Mount Hamilton Road was built in 1875 to serve construction traffic for Lick Observatory. This meant horse-drawn wagons, so the road grade averages 5% and rarely exceeds 6.5%. Not longer afterwards, those crazy cyclists began ascending Mount Hamilton Road, which offers marvelous views of Santa Clara Valley below. Back then, a trip to Lick Observatory was an arduous three day adventure involving camping gear and provisions.

Charles Fuller Trip to Lick Observator 1914

Mount Hamilton remains popular with cyclists today in spite of its imposing HC designation. If you can pedal for hours on end with moderate effort, you can make it to the top of the mountain. Traffic is usually light, though road sharing can be an issue one some of the 365 turns. You can refill with water at Grant Ranch Park and at Lick Observatory, which also offers vending machine snacks, cold water, restrooms, and an invitation (in bike friendly Comic Sans!) for cyclists to enjoy the visit as long as you remove your cleated cycling shoes.

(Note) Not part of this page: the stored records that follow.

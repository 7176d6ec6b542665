/// A pure predicate deciding catalog inclusion of a shard.
pub trait ShardFilter: Send + Sync + 'static {
    /// Whether the shard at `shard_path` of `dataset` is included.
    fn accept(&self, dataset: &str, shard_path: &str) -> bool;
}

/// Accepts every shard of every dataset.
#[derive(Clone, Copy, Debug, Default)]
pub struct AcceptAll;

impl ShardFilter for AcceptAll {
    fn accept(&self, _dataset: &str, _shard_path: &str) -> bool {
        true
    }
}

/// Accepts shards of datasets whose name starts with a prefix.
#[derive(Clone, Debug)]
pub struct DatasetPrefix {
    prefix: String,
}

impl DatasetPrefix {
    /// Create a filter for the given dataset-name prefix.
    pub fn new(prefix: impl Into<String>) -> Self {
        Self {
            prefix: prefix.into(),
        }
    }
}

impl ShardFilter for DatasetPrefix {
    fn accept(&self, dataset: &str, _shard_path: &str) -> bool {
        dataset.starts_with(&self.prefix)
    }
}

#[cfg(test)]
mod tests {
    use super::*;

    #[test]
    fn test_accept_all() {
        assert!(AcceptAll.accept("any", "any/shard"));
    }

    #[test]
    fn test_dataset_prefix() {
        let filter = DatasetPrefix::new("prod_");
        assert!(filter.accept("prod_events", "prod_events/shard.0"));
        assert!(!filter.accept("staging_events", "staging_events/shard.0"));
    }
}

No cleats allowed in building

You can shorten your trip by beginning at the Alum Rock Light Rail Station, which is where I started yesterday. Bike uphill on Alum Rock Avenue and follow the signs to Mount Hamilton.

Many people drive to a point on Mount Hamilton Road to avoid the lower sections of the climb, though in my opinion they miss some of the more fabulous vistas of downtown San Jose. Parking is available at Grant Ranch Park and at a couple of trailheads further up the road.

Be careful when descending if you don’t know the road. It’s super easy to enter a turn too hot and cross over the centerline, which can be bad if there’s oncoming traffic around that blind curve. Plenty of motorists also cross the centerline around those turns so don’t hug the centerline too closely.

Thank you to Paul Skilbeck, who recently wrote about the history of cycling in San Jose. Did you know we had seven velodromes in San Jose? Click through and read the article; it’s worth the read.

TODAY: Bradley Wiggins continues wearing the yellow jersey for Stage 4 of the Amgen Tour of California. The race travels along the coast from Monterey through Big Sur, across the picturesque Bixby Bridge to Cambria. It’s another hot day, with temperatures even on the coast approaching 90 degrees F. Live video coverage begins at 2 PM today at Tour Tracker.